A grandes problemas, grandes soluciones

La palabra es ley, señor rey. Tal como prometí voy a transcribir una de las crónicas que aparece en el libro En vías de Solución, crónicas de Cifuentes. Realmente esta fue una de las que más me cautivó, aunque realmente el libro te atrapa de inicio a fin.

A grandes problemas, grandes soluciones

Por suerte los apodos que perduran son los que se ponen con cariño. Para mi grupo de secundaria, Rafaelito, será El Sabio; si alguien pregunta por Francisco Rosa Alfonso, dudamos hasta recordar que así se llamaba Cuquito; y cuando el Granma recoge una de las distinciones que ha recibido el Dr. Humberto Arencibia, al día siguiente nos preguntamos:

-¿ Viste a Picho, el Tomeguín?

Claro que el proceso de asimilación del apodo no siempre es rápido ni fácil.
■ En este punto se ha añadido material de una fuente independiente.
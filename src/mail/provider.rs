//! Core email provider trait and the mailer that drives a send.
//!
//! A provider supplies the four backend-specific stages; [`Mailer`] owns the
//! message being assembled and runs the stages in a fixed order. Adding a
//! backend means implementing [`EmailProvider`] and registering it with the
//! selector.

use std::fmt;

use serde_json::Value;
use tracing::{debug, error, info, info_span, warn};

use super::message::{Body, Message, Payload, SendReceipt};
use crate::error::MailResult;

/// Backend-specific stages of a send.
///
/// Implementations must not perform I/O outside `transmit`, and must not
/// mutate the message.
///
/// # Example Implementation
/// ```ignore
/// pub struct LogOnlyProvider;
///
/// impl EmailProvider for LogOnlyProvider {
///     fn name(&self) -> &'static str { "log" }
///     fn validate(&self, message: &Message) -> MailResult<()> { Ok(()) }
///     fn build_payload(&self, message: &Message) -> Payload { Payload::new() }
///     fn transmit(&self, payload: &Payload) -> MailResult<Value> { Ok(Value::Null) }
///     fn interpret(&self, response: Value) -> MailResult<SendReceipt> {
///         Ok(SendReceipt::sent_with_generated_id(self.name()))
///     }
/// }
/// ```
pub trait EmailProvider: Send + Sync {
    /// Identifier reported in receipts and accepted by the selector
    fn name(&self) -> &'static str;

    /// Checks required fields, address format and this provider's length limits.
    ///
    /// # Returns
    /// The first violation found, as a validation error
    fn validate(&self, message: &Message) -> MailResult<()>;

    /// Builds the backend wire shape. Only called on a validated message.
    fn build_payload(&self, message: &Message) -> Payload;

    /// Delivers the payload, to the live backend or the simulated one.
    fn transmit(&self, payload: &Payload) -> MailResult<Value>;

    /// Maps the backend response to a receipt or a provider API error.
    fn interpret(&self, response: Value) -> MailResult<SendReceipt>;
}

/// A provider plus the message being built for one send.
///
/// Setters consume and return the mailer so calls chain; `send` consumes it,
/// so every send starts from a fresh mailer.
///
/// # Example
/// ```ignore
/// let receipt = selector
///     .select("sendgrid")?
///     .set_recipient("a@b.com")
///     .set_subject("Hi")
///     .set_text_content("Hello")
///     .send()?;
/// assert_eq!(receipt.provider, "sendgrid");
/// ```
pub struct Mailer {
    provider: Box<dyn EmailProvider>,
    message: Message,
}

impl Mailer {
    pub fn new(provider: Box<dyn EmailProvider>, default_sender: impl Into<String>) -> Self {
        Self {
            provider,
            message: Message::new(default_sender),
        }
    }

    pub fn provider_name(&self) -> &'static str {
        self.provider.name()
    }

    pub fn message(&self) -> &Message {
        &self.message
    }

    pub fn set_recipient(mut self, address: impl Into<String>) -> Self {
        self.message.recipient = Some(address.into());
        self
    }

    pub fn set_subject(mut self, subject: impl Into<String>) -> Self {
        self.message.subject = Some(subject.into());
        self
    }

    /// Overrides the configured default sender
    pub fn set_sender(mut self, address: impl Into<String>) -> Self {
        self.message.sender = address.into();
        self
    }

    /// Sets a plain-text body, replacing any HTML body
    pub fn set_text_content(mut self, text: impl Into<String>) -> Self {
        self.message.body = Some(Body::Text(text.into()));
        self
    }

    /// Sets an HTML body, replacing any plain-text body
    pub fn set_html_content(mut self, html: impl Into<String>) -> Self {
        self.message.body = Some(Body::Html(html.into()));
        self
    }

    /// Validates, builds, transmits and interprets, stopping at the first error.
    ///
    /// Validation failures never reach the transport.
    pub fn send(self) -> MailResult<SendReceipt> {
        let span = info_span!("send", provider = self.provider.name());
        let _guard = span.enter();
        info!("Sending email");

        if let Err(e) = self.provider.validate(&self.message) {
            warn!(error = %e, "Message rejected");
            return Err(e);
        }

        let payload = self.provider.build_payload(&self.message);
        debug!(fields = ?payload.keys().collect::<Vec<_>>(), "Payload built");

        let response = self.provider.transmit(&payload).inspect_err(|e| {
            error!(error = %e, "Transmit failed");
        })?;

        let receipt = self.provider.interpret(response).inspect_err(|e| {
            error!(error = %e, "Backend reported failure");
        })?;

        info!(message_id = %receipt.message_id, "Email sent");
        Ok(receipt)
    }
}

impl fmt::Debug for Mailer {
    fn fmt(&self, f: &mut fmt::Formatter<'_>) -> fmt::Result {
        f.debug_struct("Mailer")
            .field("provider", &self.provider.name())
            .field("message", &self.message)
            .finish()
    }
}

#[cfg(test)]
mod tests {
    use super::*;
    use crate::error::MailError;
    use serde_json::json;
    use std::sync::{Arc, Mutex};

    /// Records which stages ran and fails on demand
    struct StagedProvider {
        stages: Arc<Mutex<Vec<&'static str>>>,
        reject: bool,
        response: Value,
    }

    impl StagedProvider {
        fn new(reject: bool, response: Value) -> (Self, Arc<Mutex<Vec<&'static str>>>) {
            let stages = Arc::new(Mutex::new(Vec::new()));
            let provider = Self {
                stages: Arc::clone(&stages),
                reject,
                response,
            };
            (provider, stages)
        }

        fn record(&self, stage: &'static str) {
            self.stages.lock().unwrap().push(stage);
        }
    }

    impl EmailProvider for StagedProvider {
        fn name(&self) -> &'static str {
            "staged"
        }

        fn validate(&self, _message: &Message) -> MailResult<()> {
            self.record("validate");
            if self.reject {
                return Err(MailError::missing("recipient"));
            }
            Ok(())
        }

        fn build_payload(&self, message: &Message) -> Payload {
            self.record("build");
            let mut payload = Payload::new();
            payload.insert("sender".to_string(), json!(message.sender));
            payload
        }

        fn transmit(&self, _payload: &Payload) -> MailResult<Value> {
            self.record("transmit");
            Ok(self.response.clone())
        }

        fn interpret(&self, response: Value) -> MailResult<SendReceipt> {
            self.record("interpret");
            match response["id"].as_str() {
                Some(id) => Ok(SendReceipt::sent(self.name(), id)),
                None => Err(MailError::provider_api("Staged", "no id")),
            }
        }
    }

    fn mailer(provider: StagedProvider) -> Mailer {
        Mailer::new(Box::new(provider), "noreply@example.com")
    }

    #[test]
    fn test_send_runs_stages_in_order() {
        let (provider, stages) = StagedProvider::new(false, json!({"id": "m-1"}));
        let receipt = mailer(provider).set_recipient("a@b.com").send().unwrap();

        assert_eq!(receipt, SendReceipt::sent("staged", "m-1"));
        assert_eq!(
            *stages.lock().unwrap(),
            vec!["validate", "build", "transmit", "interpret"]
        );
    }

    #[test]
    fn test_rejected_message_never_transmits() {
        let (provider, stages) = StagedProvider::new(true, json!({"id": "m-1"}));
        let err = mailer(provider).send().unwrap_err();

        assert!(err.is_validation());
        assert_eq!(*stages.lock().unwrap(), vec!["validate"]);
    }

    #[test]
    fn test_interpret_error_propagates() {
        let (provider, _) = StagedProvider::new(false, json!({}));
        assert!(matches!(
            mailer(provider).send(),
            Err(MailError::ProviderApi { .. })
        ));
    }

    #[test]
    fn test_body_setters_replace_each_other() {
        let (provider, _) = StagedProvider::new(false, Value::Null);
        let mailer = mailer(provider)
            .set_text_content("plain")
            .set_html_content("<b>rich</b>");
        assert_eq!(mailer.message().html(), Some("<b>rich</b>"));
        assert_eq!(mailer.message().text(), None);

        let mailer = mailer.set_text_content("plain again");
        assert_eq!(mailer.message().text(), Some("plain again"));
        assert_eq!(mailer.message().html(), None);
    }

    #[test]
    fn test_sender_defaults_until_overridden() {
        let (provider, _) = StagedProvider::new(false, Value::Null);
        let mailer = mailer(provider);
        assert_eq!(mailer.message().sender, "noreply@example.com");

        let mailer = mailer.set_sender("team@example.org");
        assert_eq!(mailer.message().sender, "team@example.org");
        assert_eq!(mailer.provider_name(), "staged");
    }

    #[test]
    fn test_setters_store_values_verbatim() {
        let (provider, _) = StagedProvider::new(false, Value::Null);
        let mailer = mailer(provider).set_recipient("").set_subject("  spaced  ");
        assert_eq!(mailer.message().recipient.as_deref(), Some(""));
        assert_eq!(mailer.message().subject.as_deref(), Some("  spaced  "));
    }
}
Eso fue lo que le ocurrió a Marta.

Marta pertenece a una excelente familia donde las mujeres se caracterizan, si no por su belleza, sí por su elegancia. Pero el problema es otro. Por los años finales de la década del 50, cuando el modelo de belleza cifuentense era el de las rumberas gordas que venían a los circos, la pobre Marta apenas cubría su esqueleto con una débil capa de músculo y piel; simpática y bonita no podía soportar su delgadez extrema, aún más cuando todo el pueblo la conocía como Marta Saco de Huesos. Rubia, de cuello  merecedor del Ballet Nacional, bastante alta, de extremidades alargadas, el apodo le venía que ni pintado. Aparentemente nadie se atrevió a decírselo, pero luego comprendimos que lo sabía.

Las sayas de plato y las engañadoras, lejos de disimular su perentoria silueta, la destacaban. Pobre Marta, aún no se había enraizado el rock and roll, ni la influencia francesa. Hoy podría ser modelo de la Maison, bailarina o simplemente una flaca con swing, pero entonces era simplemente Marta Saco de Huesos, y reitero que el reconocimiento del apodo, no siempre es fácil. El de Marta fue desgarrador.

En 1958 era común que los rebeldes rodearan el pueblo, se apagaran las luces y algunos disparos alteraban la disimulada tranquilidad de Cifuentes. En un pueblo que no supo de combates ni bombardeos, los pocos tiros que sonaban en la periferia podrían parecernos una gran batalla, por eso una noche en la que Marta se trasladaba desde la casa de sus tías a la suya, la sorprendieron unas descargas y el miedo se apoderó de ella. Recibió un fuerte impacto de adrenalina que le permitió saltar una tapia e ir a pedir refugio en la casa más cercana. Los moradores, que al primer disparo se habían lanzado al piso, escuchaban sus toques apremiantes en la puerta trasera, pero no abrían y se preguntaban quién podría ser. Y así gritaron.

-¿Quién es?

-¡Marta! -respondió ella presa de pánico.

-¿Qué Marta? -inquirió el dueño.

¡Marta! – repitió la muchacha aún más inquieta bajo los disparos y agregó el apellido, pero tampoco así fue identificada.

-¿Qué Marta? – pedía el hombre parado en sus trece.

-¡Marta Saco de Huesos! -dijo la infeliz, rabiosa y asustada.

El tiempo ha pasado e hizo de Marta una hermosa mujer, pero para los cifuentenses, siempre será Marta Saco de Huesos… Así, con cariño.

En lo particular disfruté mucho esta crónica, espero que usted también y con ella cumplí mi palabra de publicarla.